### PROBLEM TO SOLVE
Scan the entries below for the string "errors" and copy every line where it turns up.

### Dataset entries
◆ ◆ ◆
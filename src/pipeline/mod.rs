// src/pipeline/mod.rs

//! Ordered, fail-fast transform pipelines over in-memory buffers.
//!
//! A builder is expressed as a list of [`Transform`] steps: the output of
//! step N is the input of step N+1, and the first failing step aborts the
//! run. Writing the final buffer is done by [`write_artifact`], the sink.
//!
//! - [`external`] wraps a shell command as a transform (stdin -> stdout).

pub mod external;

use std::fmt;
use std::path::{Path, PathBuf};

use thiserror::Error;
use tracing::debug;

use crate::fs::FileSystem;

/// In-memory file travelling through a pipeline.
#[derive(Clone, PartialEq, Eq)]
pub struct Artifact {
    /// File name (or source path) the buffer is known by; used in diagnostics
    /// and by the sink as the output file name.
    pub name: String,
    pub contents: Vec<u8>,
}

impl Artifact {
    pub fn new(name: impl Into<String>, contents: impl Into<Vec<u8>>) -> Self {
        Self {
            name: name.into(),
            contents: contents.into(),
        }
    }

    /// Load an artifact from disk, naming it after the file.
    pub fn read(fs: &dyn FileSystem, path: &Path) -> anyhow::Result<Self> {
        let contents = fs.read(path)?;
        Ok(Self::new(path.to_string_lossy().into_owned(), contents))
    }

    /// Contents as UTF-8 text.
    pub fn text(&self) -> Result<&str, TransformError> {
        std::str::from_utf8(&self.contents).map_err(|e| TransformError::Message {
            file: self.name.clone(),
            message: format!("not valid UTF-8: {e}"),
        })
    }

    /// Same name, new contents.
    pub fn with_contents(self, contents: impl Into<Vec<u8>>) -> Self {
        Self {
            name: self.name,
            contents: contents.into(),
        }
    }
}

impl fmt::Debug for Artifact {
    fn fmt(&self, f: &mut fmt::Formatter<'_>) -> fmt::Result {
        f.debug_struct("Artifact")
            .field("name", &self.name)
            .field("len", &self.contents.len())
            .finish()
    }
}

/// Failure of a single transform step.
#[derive(Debug, Error, Clone, PartialEq, Eq)]
pub enum TransformError {
    /// Tool diagnostic with a source location.
    #[error("{file}:{line}:{column}: {message}")]
    Located {
        file: String,
        line: u32,
        column: u32,
        message: String,
    },

    /// An `@import` (or similar) reference that could not be found.
    #[error("{file}:{line}: can't find '{reference}' to import")]
    UnresolvedImport {
        file: String,
        line: u32,
        reference: String,
    },

    /// Diagnostic without a location.
    #[error("{file}: {message}")]
    Message { file: String, message: String },
}

/// A step failed; names the step so logs say where the pipeline stopped.
#[derive(Debug, Error)]
#[error("step '{step}' failed")]
pub struct PipelineError {
    pub step: String,
    #[source]
    pub source: TransformError,
}

/// A pure step over an artifact buffer.
pub trait Transform: Send + Sync {
    /// Short step name used in logs and errors.
    fn name(&self) -> &str;

    fn apply(&self, input: Artifact) -> Result<Artifact, TransformError>;
}

/// Ordered list of transforms.
#[derive(Default)]
pub struct Pipeline {
    steps: Vec<Box<dyn Transform>>,
}

impl fmt::Debug for Pipeline {
    fn fmt(&self, f: &mut fmt::Formatter<'_>) -> fmt::Result {
        f.debug_list()
            .entries(self.steps.iter().map(|s| s.name()))
            .finish()
    }
}

impl Pipeline {
    pub fn new() -> Self {
        Self { steps: Vec::new() }
    }

    /// Append a step.
    pub fn then(mut self, step: impl Transform + 'static) -> Self {
        self.steps.push(Box::new(step));
        self
    }

    /// Step names, in order.
    pub fn step_names(&self) -> Vec<&str> {
        self.steps.iter().map(|s| s.name()).collect()
    }

    /// Run every step in order, stopping at the first failure.
    pub fn run(&self, input: Artifact) -> Result<Artifact, PipelineError> {
        let mut current = input;
        for step in &self.steps {
            let before = current.contents.len();
            current = step.apply(current).map_err(|source| PipelineError {
                step: step.name().to_string(),
                source,
            })?;
            debug!(
                step = step.name(),
                artifact = %current.name,
                bytes_in = before,
                bytes_out = current.contents.len(),
                "pipeline step finished"
            );
        }
        Ok(current)
    }
}

/// Give the artifact its final output file name.
#[derive(Debug, Clone)]
pub struct Rename {
    file_name: String,
}

impl Rename {
    pub fn new(file_name: impl Into<String>) -> Self {
        Self {
            file_name: file_name.into(),
        }
    }
}

impl Transform for Rename {
    fn name(&self) -> &str {
        "rename"
    }

    fn apply(&self, input: Artifact) -> Result<Artifact, TransformError> {
        Ok(Artifact {
            name: self.file_name.clone(),
            contents: input.contents,
        })
    }
}

/// Sink: write the artifact into `dest_dir` under its (file) name.
pub fn write_artifact(
    fs: &dyn FileSystem,
    dest_dir: &Path,
    artifact: &Artifact,
) -> anyhow::Result<PathBuf> {
    let file_name = Path::new(&artifact.name)
        .file_name()
        .map(|n| n.to_os_string())
        .ok_or_else(|| anyhow::anyhow!("artifact '{}' has no file name", artifact.name))?;
    let target = dest_dir.join(file_name);
    fs.write(&target, &artifact.contents)?;
    debug!(path = ?target, bytes = artifact.contents.len(), "artifact written");
    Ok(target)
}
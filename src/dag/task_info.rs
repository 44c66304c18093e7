// src/dag/task_info.rs

//! Task metadata and per-run state management.

use crate::dag::plan::Plan;
use crate::dag::task_id::{Action, TaskId};

/// Per-run state of a task (internal).
#[derive(Debug, Clone, Copy, PartialEq, Eq)]
pub enum RunState {
    /// Task is part of this run but is waiting on dependencies.
    Pending,
    /// Task has been dispatched to the executor and is currently running.
    Running,
    DoneSuccess,
    DoneFailed,
    /// Never started because a dependency failed.
    Blocked,
}

impl RunState {
    pub fn is_terminal(self) -> bool {
        matches!(
            self,
            RunState::DoneSuccess | RunState::DoneFailed | RunState::Blocked
        )
    }
}

/// Public, read-only view of a task's per-run state.
#[derive(Debug, Clone, Copy, PartialEq, Eq)]
pub enum TaskRunState {
    /// The task is not currently participating in this run.
    NotInRun,
    Pending,
    Running,
    DoneSuccess,
    DoneFailed,
    Blocked,
}

impl From<Option<RunState>> for TaskRunState {
    fn from(state: Option<RunState>) -> Self {
        match state {
            None => TaskRunState::NotInRun,
            Some(RunState::Pending) => TaskRunState::Pending,
            Some(RunState::Running) => TaskRunState::Running,
            Some(RunState::DoneSuccess) => TaskRunState::DoneSuccess,
            Some(RunState::DoneFailed) => TaskRunState::DoneFailed,
            Some(RunState::Blocked) => TaskRunState::Blocked,
        }
    }
}

/// Static leaf information taken from the plan, plus per-run state.
#[derive(Debug, Clone)]
pub struct TaskInfo {
    pub id: TaskId,
    pub action: Action,
    /// Direct dependencies within the plan.
    pub deps: Vec<TaskId>,

    /// Per-run state (None if not participating in the current run).
    pub run_state: Option<RunState>,

    /// Last run ID in which this task succeeded.
    pub last_successful_run: Option<u64>,

    /// Last run ID in which this task failed.
    pub last_failed_run: Option<u64>,

    /// Failure message of the last failed run.
    pub last_error: Option<String>,
}

impl TaskInfo {
    pub fn from_plan(plan: &Plan, id: TaskId) -> Option<Self> {
        Some(Self {
            id,
            action: plan.action_of(id)?,
            deps: plan.dependencies_of(id).to_vec(),
            run_state: None,
            last_successful_run: None,
            last_failed_run: None,
            last_error: None,
        })
    }
}

/// A task the scheduler wants the executor to run now.
#[derive(Debug, Clone, PartialEq, Eq)]
pub struct ScheduledTask {
    pub id: TaskId,
    pub action: Action,
    /// All tasks dispatched for the same run share the same `run_id`.
    pub run_id: u64,
}

impl ScheduledTask {
    pub fn from_task_info(info: &TaskInfo, run_id: u64) -> Self {
        Self {
            id: info.id,
            action: info.action,
            run_id,
        }
    }
}
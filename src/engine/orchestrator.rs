// src/engine/orchestrator.rs

use std::sync::Arc;

use tokio::sync::mpsc;
use tracing::{error, info};

use crate::dag::{Plan, RunSummary, Scheduler, TaskId, TaskRegistry};
use crate::engine::{CoreRuntime, Runtime, RuntimeEvent, RuntimeOptions};
use crate::errors::{Error, Result};
use crate::exec::{ActionExecutor, BuildContext, ExecutorBackend};

const EVENT_CHANNEL_CAPACITY: usize = 64;

/// Run every leaf of `plan` once with `executor`, returning when the run is
/// over.
///
/// `tx`/`rx` are the runtime's event channel; the executor must report
/// completions on `tx`.
pub async fn run_plan<E: ExecutorBackend>(
    plan: Plan,
    executor: E,
    tx: mpsc::Sender<RuntimeEvent>,
    rx: mpsc::Receiver<RuntimeEvent>,
) -> Result<RunSummary> {
    let core = CoreRuntime::new(Scheduler::from_plan(plan), RuntimeOptions::default());
    tx.send(RuntimeEvent::RunRequested)
        .await
        .map_err(Error::from)?;
    drop(tx);
    Runtime::new(core, rx, executor).run().await
}

/// Runs named tasks against one project.
#[derive(Debug, Clone)]
pub struct Orchestrator {
    registry: TaskRegistry,
    ctx: Arc<BuildContext>,
}

impl Orchestrator {
    pub fn new(registry: TaskRegistry, ctx: Arc<BuildContext>) -> Self {
        Self { registry, ctx }
    }

    pub fn registry(&self) -> &TaskRegistry {
        &self.registry
    }

    pub fn context(&self) -> &Arc<BuildContext> {
        &self.ctx
    }

    pub fn plan(&self, task: TaskId) -> Result<Plan> {
        self.registry.plan(task)
    }

    /// Run `task` and everything it expands to. Failures of individual
    /// actions are reported in the summary, not as an error.
    pub async fn run_task(&self, task: TaskId) -> Result<RunSummary> {
        let plan = self.plan(task)?;
        info!(task = %task, leaves = plan.len(), "starting task");

        let (tx, rx) = mpsc::channel(EVENT_CHANNEL_CAPACITY);
        let executor = ActionExecutor::new(self.ctx.clone(), tx.clone());
        let summary = run_plan(plan, executor, tx, rx).await?;

        for (leaf, message) in &summary.failed {
            error!(task = %leaf, "{message}");
        }
        if !summary.blocked.is_empty() {
            error!(task = %task, blocked = ?summary.blocked, "tasks skipped after failure");
        }
        if summary.is_success() {
            info!(task = %task, "task finished");
        } else {
            error!(task = %task, failed = summary.failed.len(), "task failed");
        }
        Ok(summary)
    }
}
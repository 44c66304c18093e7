// src/exec/backend.rs

//! Pluggable executor backend abstraction.
//!
//! The runtime talks to an `ExecutorBackend` instead of running actions
//! itself, so tests can swap in a fake that records dispatches and emits
//! `TaskCompleted` events on its own schedule.

use std::future::Future;
use std::pin::Pin;
use std::sync::Arc;

use tokio::sync::mpsc;
use tracing::{debug, warn};

use crate::dag::ScheduledTask;
use crate::engine::{RuntimeEvent, TaskOutcome};
use crate::errors::Result;
use crate::exec::BuildContext;

/// How scheduled tasks are executed.
pub trait ExecutorBackend: Send {
    /// Start the given tasks. Completion is reported later as
    /// `RuntimeEvent::TaskCompleted`, not through the returned future.
    fn spawn_ready_tasks(
        &mut self,
        tasks: Vec<ScheduledTask>,
    ) -> Pin<Box<dyn Future<Output = Result<()>> + Send + '_>>;
}

/// Production backend: runs each action on Tokio's blocking pool.
#[derive(Debug, Clone)]
pub struct ActionExecutor {
    ctx: Arc<BuildContext>,
    runtime_tx: mpsc::Sender<RuntimeEvent>,
}

impl ActionExecutor {
    pub fn new(ctx: Arc<BuildContext>, runtime_tx: mpsc::Sender<RuntimeEvent>) -> Self {
        Self { ctx, runtime_tx }
    }
}

impl ExecutorBackend for ActionExecutor {
    fn spawn_ready_tasks(
        &mut self,
        tasks: Vec<ScheduledTask>,
    ) -> Pin<Box<dyn Future<Output = Result<()>> + Send + '_>> {
        let ctx = self.ctx.clone();
        let tx = self.runtime_tx.clone();

        Box::pin(async move {
            for task in tasks {
                let ctx = ctx.clone();
                let tx = tx.clone();
                tokio::spawn(async move {
                    let ScheduledTask { id, action, run_id } = task;
                    debug!(task = %id, run_id, %action, "action started");

                    let joined = tokio::task::spawn_blocking(move || action.execute(&ctx)).await;
                    let outcome = match joined {
                        Ok(Ok(())) => TaskOutcome::Success,
                        Ok(Err(e)) => TaskOutcome::Failed(format!("{e:#}")),
                        Err(e) => TaskOutcome::Failed(format!("action panicked: {e}")),
                    };

                    debug!(task = %id, run_id, ?outcome, "action finished");
                    if tx
                        .send(RuntimeEvent::TaskCompleted { task: id, outcome })
                        .await
                        .is_err()
                    {
                        warn!(task = %id, "runtime gone; dropping completion");
                    }
                });
            }
            Ok(())
        })
    }
}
◆ ◆ ◆
### WRITTEN SOLUTION
    /// Short step name used in logs and errors.
use crate::errors::{Error, Result};
use crate::errors::Result;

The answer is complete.